Logo, para inverter a distribuição do dinheiro é preciso antes pôr o povo no
poder.
O federalismo
foi o arranjo institucional que deu consequência prática a essa inversão. A
fórmula que criou governos dentro de governos, cada um deles soberano na sua
esfera de atuação, mas dividido em três Poderes encarregados de filtrar as decisões
uns dos outros, foi, pela primeira vez na História da humanidade, uma teoria
criada para ser posta imediatamente em prática estritamente dentro da
característica pragmática da cultura anglo-saxônica. Não para “criar uma nova
humanidade”, à latina, mas para resolver um problema específico: como montar um
esquema funcional para transferir o poder do monarca absolutista humano para o
conjunto da população, também humana, e evitar o retorno à condição anterior de
opressão, agora por uma maioria. Esse o ponto a que chegou a Democracia 3.0,
modelo século 18, que nós nunca alcançamos. E não foi suficiente. Ele teve de
evoluir, no século 20, para a Democracia 4.0, que pôs o indivíduo reinando
soberano sobre todas as outras soberanias ao reforçar dramaticamente os poderes
dos eleitores antes e depois do momento das eleições, com os direitos de cassar
mandatos a qualquer momento, dar a última palavra sobre as leis que se dispõem
a obedecer e submeter até os juízes, periodicamente, à confirmação do seu
beneplácito.
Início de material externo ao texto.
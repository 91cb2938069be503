use std::env;

use crate::ClientError;

pub const DEFAULT_BASE_URL: &str = "https://cfautocare.biz/api";

const DEFAULT_TIMEOUT_MS: u64 = 15_000;

#[derive(Debug, Clone)]
pub struct ClientConfig {
    /// API root; endpoint paths are appended to it.
    pub base_url: String,
    pub timeout_ms: u64,
    pub user_agent: String,
}

impl ClientConfig {
    pub fn new(base_url: impl Into<String>) -> Self {
        Self {
            base_url: base_url.into(),
            ..Default::default()
        }
    }

    /// Defaults overridden by `CFA_API_URL` and `CFA_API_TIMEOUT_MS`.
    pub fn from_env() -> Result<Self, ClientError> {
        let mut cfg = Self::default();
        if let Ok(url) = env::var("CFA_API_URL")
            && !url.trim().is_empty()
        {
            cfg.base_url = url.trim().to_string();
        }
        if let Ok(raw) = env::var("CFA_API_TIMEOUT_MS") {
            cfg.timeout_ms = raw.trim().parse().map_err(|_| {
                ClientError::InvalidConfig(format!("CFA_API_TIMEOUT_MS is not a number: {raw}"))
            })?;
        }
        Ok(cfg)
    }
}

impl Default for ClientConfig {
    fn default() -> Self {
        Self {
            base_url: DEFAULT_BASE_URL.to_string(),
            timeout_ms: DEFAULT_TIMEOUT_MS,
            user_agent: concat!("cfa-tech/", env!("CARGO_PKG_VERSION")).to_string(),
        }
    }
}
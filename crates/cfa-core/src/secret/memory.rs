use std::{
    collections::HashMap,
    sync::{Arc, RwLock},
};

use super::{SecretStore, StoreError};

/// Process-local store; contents vanish with the process.
#[derive(Clone, Default)]
pub struct MemoryStore {
    inner: Arc<RwLock<HashMap<String, String>>>,
}

impl MemoryStore {
    pub fn new() -> Self {
        Self::default()
    }
}

impl SecretStore for MemoryStore {
    fn get(&self, key: &str) -> Result<Option<String>, StoreError> {
        let inner = self.inner.read().map_err(|_| StoreError::Poisoned)?;
        Ok(inner.get(key).cloned())
    }

    fn put(&self, key: &str, value: &str) -> Result<(), StoreError> {
        let mut inner = self.inner.write().map_err(|_| StoreError::Poisoned)?;
        inner.insert(key.to_string(), value.to_string());
        Ok(())
    }

    fn delete(&self, key: &str) -> Result<(), StoreError> {
        let mut inner = self.inner.write().map_err(|_| StoreError::Poisoned)?;
        inner.remove(key);
        Ok(())
    }
}

#[cfg(test)]
mod tests {
    use super::*;

    #[test]
    fn put_get_delete() {
        let store = MemoryStore::new();
        assert_eq!(store.get("userToken").unwrap(), None);

        store.put("userToken", "abc").unwrap();
        store.put("userToken", "def").unwrap();
        assert_eq!(store.get("userToken").unwrap().as_deref(), Some("def"));

        store.delete("userToken").unwrap();
        store.delete("userToken").unwrap();
        assert_eq!(store.get("userToken").unwrap(), None);
    }

    #[test]
    fn clones_share_contents() {
        let store = MemoryStore::new();
        let other = store.clone();
        store.put("userId", "tech-7").unwrap();
        assert_eq!(other.get("userId").unwrap().as_deref(), Some("tech-7"));
    }
}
Pôr o carro adiante dos bois com um eleitorado inteiramente
desarmado e legalmente proibido de defender-se contra a violência legislativa e
regulatória dos donos do poder (como nos querem até em relação à própria vida
os radicais desarmamentistas) só levará a uma multiplicação desastrosa dos
focos de corrupção.
A maior
dificuldade para arrumar o Brasil não está no confronto entre visões
divergentes, está em formular uma visão divergente de fato, coisa que não
poderá ser aprendida na práxis política corrente, que, pela direita e pela
esquerda, vive da distribuição de pequenos privilégios. Vai requerer um longo
mergulho no estudo da teoria política, assunto hoje anatemizado como sintoma de
propensão à corrupção, e da história da evolução da democracia, pois em todos
os países os problemas foram os mesmos que enfrentamos e muitos conseguiram
superá-los. Não é preciso reinventar a roda. A questão é como fazer isso num
país que socializou o pequeno privilégio numa extensão inédita no mundo e todos
amam o seu, cujas escolas ou estão destruídas, ou estão censuradas pelo
aparelhamento ideológico, o que nos leva ao outro grande foco de ruídos dos
primeiros 100 dias do governo Bolsonaro.
Nas democracias
de DNA saxônico vigora um princípio que explica a resiliência delas e tem tudo
que ver com federalismo. O controle da educação deve ficar o mais longe
possível de quem já tem o controle da força armada, explicitamente como
elemento básico de prevenção contra a sede insaciável de mais poder que todo
poder tem.
De fato não faz
nenhum sentido, senão como instrumento de perpetuação no poder, que num país
continental cheio de itaocas e de megalópoles plantadas em realidades
culturais, geográficas e de vocação econômica radicalmente diversas umas das
outras, um único órgão centralizado, como o MEC, imponha o mesmo currículo e os
mesmos métodos pedagógicos para todo mundo em todos os níveis de educação. Por
isso, naquelas democracias, o controle das escolas públicas não fica sequer na
mão do poder municipal, fica a cargo da menor unidade do sistema, os conselhos
(school boards) eleitos por cada bairro entre os pais dos alunos que
frequentarão aquela escola. Com sete membros com mandatos de quatro anos
desencontrados, metade eleita a cada dois anos, são esses boards que contratam
os diretores de cada escola pública e aprovam (ou não) os seus orçamentos e os
seus programas pedagógicos.
Um conjunto de
“distritos escolares”, o primeiro elo do sistema de eleições distritais puras,
único que cria uma identificação perfeita entre os representantes eleitos e
cada um dos seus representados permitindo o controle direto legítimo e seguro
de uns sobre os outros, constituirá um distrito eleitoral municipal. Uma soma
destes fará um distrito estadual, um conjunto dos quais dará um dos distritos
federais que elegerão os deputados do Congresso Nacional.
A política, o
patinho feio de todo o drama brasileiro, não pode, portanto, ser o último fator
a ser considerado. Se for para curar o País, terá de ser o primeiro.”